EXERCISE AIM
In the records below, find each line holding the word "mtime" and copy it.

Saved entries:
'''
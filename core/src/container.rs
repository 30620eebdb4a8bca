use std::fs::{File as StdFile, OpenOptions};
use std::io::{Read, Seek, SeekFrom, Write};
use std::path::{Path as StdPath, PathBuf};
use std::sync::Mutex;

use tar::{EntryType, Header};

use crate::error::{FileServiceError, Result};
use crate::index::{IndexEntry, RegularFileIndex};

pub const CONTAINER_VERSION: u32 = 0;

/// `files_<context>_v<version>_<order>`, without extension.
pub fn container_stem(context_name: &str, order: u64) -> String {
    format!("files_{}_v{}_{}", context_name, CONTAINER_VERSION, order)
}

/// Parses a container or index filename back into `(context_name, version, order)`.
/// Mirrors the original's `sscanf("files_%*[^_]_v%u_%lu", ...)` pattern matching.
pub fn parse_container_filename(filename: &str) -> Option<(String, u32, u64)> {
    let stem = filename.strip_suffix(".tar").or_else(|| filename.strip_suffix(".csv"))?;
    let rest = stem.strip_prefix("files_")?;
    let (context_name, rest) = rest.rsplit_once("_v")?;
    let (version, order) = rest.split_once('_')?;
    Some((context_name.to_string(), version.parse().ok()?, order.parse().ok()?))
}

/// An append-only tar container holding many small regular files, paired
/// with a CSV sidecar index for random-access reads.
///
/// Grounded on `original_source/src/local/RegularFileContainer.cpp`: each
/// write appends one ustar header + the file's bytes (padded to a 512-byte
/// boundary) to the end of the `.tar` file, then records the byte offset
/// of the header (address 0 is valid for the first member, per spec §3)
/// in the sidecar index. Reads seek straight to that header and parse one
/// tar entry from there -- no scanning the rest of the archive.
pub struct RegularFileContainer {
    tar_path: PathBuf,
    pub context_name: String,
    pub order: u64,
    file: Mutex<StdFile>,
    index: Mutex<RegularFileIndex>,
}

impl RegularFileContainer {
    pub fn create(dir: &StdPath, context_name: &str, order: u64) -> Result<Self> {
        let stem = container_stem(context_name, order);
        let tar_path = dir.join(format!("{stem}.tar"));
        let csv_path = dir.join(format!("{stem}.csv"));
        let file = OpenOptions::new()
            .create(true)
            .read(true)
            .append(true)
            .open(&tar_path)
            .map_err(|e| FileServiceError::io(tar_path.display().to_string(), e))?;
        let index = RegularFileIndex::open(csv_path)?;
        tracing::debug!(context_name, order, tar_path = %tar_path.display(), "container opened");
        Ok(RegularFileContainer {
            tar_path,
            context_name: context_name.to_string(),
            order,
            file: Mutex::new(file),
            index: Mutex::new(index),
        })
    }

    pub fn open(dir: &StdPath, context_name: &str, order: u64) -> Result<Self> {
        Self::create(dir, context_name, order)
    }

    pub fn tar_path(&self) -> &StdPath {
        &self.tar_path
    }

    pub fn count(&self) -> usize {
        self.index.lock().unwrap().count()
    }

    /// Appends `data` as a new tar member named `name`, reentrant-lock
    /// protected so concurrent writers targeting the same container
    /// serialize their appends. `address` (recorded into the index) is the
    /// offset of the tar **header**, matching spec §3 ("address 0 is valid
    /// for the first member") and the original's `RegularFileContainer.cpp`,
    /// which takes `position = ftell()` before `archive_write_header`.
    pub fn write_regular_file(&self, name: &str, mode: u32, mtime: i64, data: &[u8]) -> Result<IndexEntry> {
        let mut file = self.file.lock().unwrap();
        let mut header = Header::new_ustar();
        header
            .set_path(name)
            .map_err(|e| FileServiceError::io(name.to_string(), e))?;
        header.set_size(data.len() as u64);
        header.set_mode(mode);
        header.set_mtime(mtime.max(0) as u64);
        header.set_entry_type(EntryType::Regular);
        header.set_cksum();

        let header_offset = file
            .seek(SeekFrom::End(0))
            .map_err(|e| FileServiceError::io(self.tar_path.display().to_string(), e))?;
        file.write_all(header.as_bytes())
            .map_err(|e| FileServiceError::io(self.tar_path.display().to_string(), e))?;
        file.write_all(data)
            .map_err(|e| FileServiceError::io(self.tar_path.display().to_string(), e))?;
        let padding = (512 - (data.len() % 512)) % 512;
        if padding > 0 {
            file.write_all(&vec![0u8; padding])
                .map_err(|e| FileServiceError::io(self.tar_path.display().to_string(), e))?;
        }
        file.sync_data().map_err(|e| FileServiceError::io(self.tar_path.display().to_string(), e))?;
        drop(file);

        let entry = IndexEntry { offset: header_offset, size: data.len() as u64, mode, mtime, name: name.to_string() };
        self.index.lock().unwrap().add(entry.clone())?;
        tracing::debug!(name, size = data.len(), offset = header_offset, "appended regular file to container");
        Ok(entry)
    }

    /// Reads the bytes of a member by seeking to its tar **header** offset
    /// and parsing one entry from there, matching the original's
    /// `getRegularFileContent` (open read-only, seek to `address`, open a
    /// tar reader, extract up to `size` bytes). Each call opens its own
    /// read handle rather than sharing the writer's append handle, per
    /// spec §4.4's "preferred: one read handle per call" guidance.
    pub fn read_at(&self, offset: u64, size: u64) -> Result<Vec<u8>> {
        let mut file = StdFile::open(&self.tar_path)
            .map_err(|e| FileServiceError::io(self.tar_path.display().to_string(), e))?;
        file.seek(SeekFrom::Start(offset))
            .map_err(|e| FileServiceError::io(self.tar_path.display().to_string(), e))?;
        let mut archive = tar::Archive::new(file);
        let mut entries = archive
            .entries()
            .map_err(|e| FileServiceError::io(self.tar_path.display().to_string(), e))?;
        let mut entry = entries
            .next()
            .ok_or_else(|| {
                let io = std::io::Error::new(std::io::ErrorKind::UnexpectedEof, "no tar member at the recorded address");
                FileServiceError::io(self.tar_path.display().to_string(), io)
            })?
            .map_err(|e| FileServiceError::io(self.tar_path.display().to_string(), e))?;
        let mut buf = vec![0u8; size as usize];
        entry
            .read_exact(&mut buf)
            .map_err(|e| FileServiceError::io(self.tar_path.display().to_string(), e))?;
        Ok(buf)
    }

    pub fn refresh_index(&self) -> Result<()> {
        self.index.lock().unwrap().refresh()
    }

    pub fn index_entry(&self, name: &str) -> Option<IndexEntry> {
        self.index.lock().unwrap().get(name).cloned()
    }

    pub fn list_regular_files(&self) -> Vec<IndexEntry> {
        self.index.lock().unwrap().entries().to_vec()
    }

    /// Fallback used when the sidecar index is missing or doesn't have an
    /// entry the tar file actually contains (e.g. a crash between the tar
    /// append and the CSV append): scans the tar structure itself via
    /// `tar::Archive`. Grounded on
    /// `original_source/src/local/LocalDirectoryAccessor.cpp`'s
    /// `getRegularFileFromRawContainer`.
    pub fn get_regular_file_from_raw_container(&self, name: &str) -> Result<Option<Vec<u8>>> {
        let file = StdFile::open(&self.tar_path)
            .map_err(|e| FileServiceError::io(self.tar_path.display().to_string(), e))?;
        let mut archive = tar::Archive::new(file);
        let entries = archive
            .entries()
            .map_err(|e| FileServiceError::io(self.tar_path.display().to_string(), e))?;
        for entry in entries {
            let mut entry = entry.map_err(|e| FileServiceError::io(self.tar_path.display().to_string(), e))?;
            let path = entry
                .path()
                .map_err(|e| FileServiceError::io(self.tar_path.display().to_string(), e))?
                .to_string_lossy()
                .to_string();
            if path == name {
                let mut buf = Vec::new();
                entry
                    .read_to_end(&mut buf)
                    .map_err(|e| FileServiceError::io(self.tar_path.display().to_string(), e))?;
                return Ok(Some(buf));
            }
        }
        Ok(None)
    }
}

#[cfg(test)]
mod tests {
    use super::*;

    #[test]
    fn write_then_read_at_round_trips_content() {
        let dir = tempfile::tempdir().unwrap();
        let container = RegularFileContainer::create(dir.path(), "ctx", 1).unwrap();
        let entry = container.write_regular_file("a.txt", 0o644, 1700000000, b"hello world").unwrap();
        let content = container.read_at(entry.offset, entry.size).unwrap();
        assert_eq!(content, b"hello world");
        assert_eq!(container.count(), 1);
    }

    #[test]
    fn parses_container_filenames() {
        let (ctx, version, order) = parse_container_filename("files_alice_v0_3.tar").unwrap();
        assert_eq!(ctx, "alice");
        assert_eq!(version, 0);
        assert_eq!(order, 3);
    }

    #[test]
    fn multiple_appends_are_each_independently_addressable() {
        let dir = tempfile::tempdir().unwrap();
        let container = RegularFileContainer::create(dir.path(), "ctx", 1).unwrap();
        let e1 = container.write_regular_file("a.txt", 0o644, 1, b"first").unwrap();
        let e2 = container.write_regular_file("b.txt", 0o644, 2, b"second-file").unwrap();
        assert_eq!(container.read_at(e1.offset, e1.size).unwrap(), b"first");
        assert_eq!(container.read_at(e2.offset, e2.size).unwrap(), b"second-file");
    }
}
'''
EXPECTED OUTPUT
    pub fn write_regular_file(&self, name: &str, mode: u32, mtime: i64, data: &[u8]) -> Result<IndexEntry> {
        header.set_mtime(mtime.max(0) as u64);
        let entry = IndexEntry { offset: header_offset, size: data.len() as u64, mode, mtime, name: name.to_string() };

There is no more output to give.